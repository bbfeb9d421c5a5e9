use anyhow::{Context, Result};
use chrono::Utc;
use std::fs;
use std::path::{Path, PathBuf};

/// Static prompt fragments plus dynamic state, assembled into the host's
/// `system` prompt.
pub struct PromptLibrary {
    dir: PathBuf,
}

impl PromptLibrary {
    pub fn new(dir: PathBuf) -> Self {
        Self { dir }
    }

    pub fn dir(&self) -> &Path {
        &self.dir
    }

    fn fragment_path(&self, name: &str) -> PathBuf {
        self.dir.join(format!("{name}.md"))
    }

    /// Load an optional fragment. `Ok(None)` when the file is missing.
    pub fn fragment(&self, name: &str) -> Result<Option<String>> {
        let path = self.fragment_path(name);
        match fs::read_to_string(&path) {
            Ok(text) => Ok(Some(text)),
            Err(e) if e.kind() == std::io::ErrorKind::NotFound => Ok(None),
            Err(e) => Err(e).context(format!("Failed to read prompt fragment: {:?}", path)),
        }
    }

    /// Load a mandatory fragment.
    pub fn require(&self, name: &str) -> Result<String> {
        let path = self.fragment_path(name);
        fs::read_to_string(&path).context(format!("Missing prompt fragment: {:?}", path))
    }

    /// Assemble the system prompt: the mandatory preamble, the mode
    /// fragment when a mode is given, the current note names when any
    /// exist, and the `<env>` block. The host's `system` field is a
    /// sequence of chunks; this always contributes exactly one.
    pub fn system_prompt(&self, mode: Option<&str>, notes: &[String]) -> Result<Vec<String>> {
        let mut parts = vec![self.require("preamble")?];
        if let Some(mode) = mode {
            parts.push(self.require(mode)?);
        }
        if !notes.is_empty() {
            parts.push(format!("\ncurrent notes: {}\n", notes.join(", ")));
        }
        // The host may run in any timezone; the env block is always UTC.
        parts.push(format!(
            "\n<env>\nSession start time: {}\n</env>\n",
            Utc::now().format("%Y-%m-%d %H:%M:%S UTC")
        ));
        Ok(vec![parts.concat()])
    }
}

#[cfg(test)]
mod tests {
    use super::*;
    use chrono::NaiveDateTime;

    fn library(fragments: &[(&str, &str)]) -> (tempfile::TempDir, PromptLibrary) {
        let dir = tempfile::tempdir().unwrap();
        for (name, content) in fragments {
            fs::write(dir.path().join(format!("{name}.md")), content).unwrap();
        }
        let lib = PromptLibrary::new(dir.path().to_path_buf());
        (dir, lib)
    }

    #[test]
    fn test_missing_preamble_is_fatal() {
        let (_dir, lib) = library(&[]);
        let err = lib.system_prompt(None, &[]).unwrap_err();
        assert!(err.to_string().contains("Missing prompt fragment"));
    }

    #[test]
    fn test_missing_mode_fragment_is_fatal() {
        let (_dir, lib) = library(&[("preamble", "preamble")]);
        assert!(lib.system_prompt(Some("chat"), &[]).is_err());
    }

    #[test]
    fn test_assembly_order() {
        let (_dir, lib) = library(&[("preamble", "preamble"), ("chat", "chat")]);
        let notes = vec!["a.md".to_string(), "b.md".to_string()];
        let chunks = lib.system_prompt(Some("chat"), &notes).unwrap();
        assert_eq!(chunks.len(), 1);

        let text = &chunks[0];
        let preamble_at = text.find("preamble").unwrap();
        let chat_at = text.find("chat").unwrap();
        let notes_at = text.find("current notes: a.md, b.md").unwrap();
        let env_at = text.find("<env>").unwrap();
        assert!(preamble_at < chat_at && chat_at < notes_at && notes_at < env_at);
        assert!(text.contains("</env>"));
    }

    #[test]
    fn test_notes_line_omitted_when_no_notes() {
        let (_dir, lib) = library(&[("preamble", "preamble")]);
        let chunks = lib.system_prompt(None, &[]).unwrap();
        assert!(!chunks[0].contains("current notes"));
    }

    #[test]
    fn test_env_block_has_one_current_utc_timestamp() {
        let (_dir, lib) = library(&[("preamble", "p")]);
        let text = lib.system_prompt(None, &[]).unwrap().remove(0);

        let stamps: Vec<&str> = text
            .lines()
            .filter(|l| l.starts_with("Session start time:"))
            .collect();
        assert_eq!(stamps.len(), 1);

        let raw = stamps[0]
            .strip_prefix("Session start time:")
            .unwrap()
            .trim()
            .strip_suffix(" UTC")
            .unwrap();
        let reported = NaiveDateTime::parse_from_str(raw, "%Y-%m-%d %H:%M:%S").unwrap();
        let drift = (Utc::now().naive_utc() - reported).num_seconds().abs();
        assert!(drift < 5, "timestamp drifted {drift}s from UTC now");
    }

    #[test]
    fn test_optional_fragment() {
        let (_dir, lib) = library(&[("heartbeat", "beat")]);
        assert_eq!(lib.fragment("heartbeat").unwrap().as_deref(), Some("beat"));
        assert!(lib.fragment("compaction").unwrap().is_none());
    }
}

**Problem details:**
Say only how many lines in the records carry the word "find".

**Task response:**
4